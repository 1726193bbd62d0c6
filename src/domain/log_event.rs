//! Structured event model for the remote log sink.

use serde::Serialize;
use std::fmt;

/// Application stack that produced an event.
#[derive(Debug, Clone, Copy, PartialEq, Eq, Serialize)]
#[serde(rename_all = "lowercase")]
pub enum LogStack {
    Frontend,
    Backend,
}

/// Severity of an event.
#[derive(Debug, Clone, Copy, PartialEq, Eq, PartialOrd, Ord, Serialize)]
#[serde(rename_all = "lowercase")]
pub enum LogLevel {
    Debug,
    Info,
    Warn,
    Error,
    Fatal,
}

/// Part of the application an event originates from.
///
/// The set is fixed by the log collector; frontend-only packages are kept so
/// the wire format stays complete.
#[derive(Debug, Clone, Copy, PartialEq, Eq, Serialize)]
#[serde(rename_all = "lowercase")]
pub enum LogPackage {
    Api,
    Component,
    Hook,
    Page,
    State,
    Style,
    Auth,
    Config,
    Middleware,
    Utils,
}

impl LogPackage {
    pub fn as_str(&self) -> &'static str {
        match self {
            Self::Api => "api",
            Self::Component => "component",
            Self::Hook => "hook",
            Self::Page => "page",
            Self::State => "state",
            Self::Style => "style",
            Self::Auth => "auth",
            Self::Config => "config",
            Self::Middleware => "middleware",
            Self::Utils => "utils",
        }
    }
}

impl fmt::Display for LogPackage {
    fn fmt(&self, f: &mut fmt::Formatter<'_>) -> fmt::Result {
        f.write_str(self.as_str())
    }
}

/// A single event as posted to the log collector.
///
/// Serializes to `{"stack", "level", "package", "message"}`.
#[derive(Debug, Clone, PartialEq, Eq, Serialize)]
pub struct LogEntry {
    pub stack: LogStack,
    pub level: LogLevel,
    pub package: LogPackage,
    pub message: String,
}

impl LogEntry {
    /// Creates a backend event.
    pub fn backend(level: LogLevel, package: LogPackage, message: impl Into<String>) -> Self {
        Self {
            stack: LogStack::Backend,
            level,
            package,
            message: message.into(),
        }
    }
}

------------------------------------

**Exercise objective:** Retype the data in full and match it exactly.

**Output of the task:**
repository 1726193bbd62d0c6
filename src/domain/log_event.rs
//! Structured event model for the remote log sink.

use serde::Serialize;
use std::fmt;

/// Application stack that produced an event.
#[derive(Debug, Clone, Copy, PartialEq, Eq, Serialize)]
#[serde(rename_all = "lowercase")]
pub enum LogStack {
    Frontend,
    Backend,
}

/// Severity of an event.
#[derive(Debug, Clone, Copy, PartialEq, Eq, PartialOrd, Ord, Serialize)]
#[serde(rename_all = "lowercase")]
pub enum LogLevel {
    Debug,
    Info,
    Warn,
    Error,
    Fatal,
}

/// Part of the application an event originates from.
///
/// The set is fixed by the log collector; frontend-only packages are kept so
/// the wire format stays complete.
#[derive(Debug, Clone, Copy, PartialEq, Eq, Serialize)]
#[serde(rename_all = "lowercase")]
pub enum LogPackage {
    Api,
    Component,
    Hook,
    Page,
    State,
    Style,
    Auth,
    Config,
    Middleware,
    Utils,
}

impl LogPackage {
    pub fn as_str(&self) -> &'static str {
        match self {
            Self::Api => "api",
            Self::Component => "component",
            Self::Hook => "hook",
            Self::Page => "page",
            Self::State => "state",
            Self::Style => "style",
            Self::Auth => "auth",
            Self::Config => "config",
            Self::Middleware => "middleware",
            Self::Utils => "utils",
        }
    }
}

impl fmt::Display for LogPackage {
    fn fmt(&self, f: &mut fmt::Formatter<'_>) -> fmt::Result {
        f.write_str(self.as_str())
    }
}

/// A single event as posted to the log collector.
///
/// Serializes to `{"stack", "level", "package", "message"}`.
#[derive(Debug, Clone, PartialEq, Eq, Serialize)]
pub struct LogEntry {
    pub stack: LogStack,
    pub level: LogLevel,
    pub package: LogPackage,
    pub message: String,
}

impl LogEntry {
    /// Creates a backend event.
    pub fn backend(level: LogLevel, package: LogPackage, message: impl Into<String>) -> Self {
        Self {
            stack: LogStack::Backend,
            level,
            package,
            message: message.into(),
        }
    }
}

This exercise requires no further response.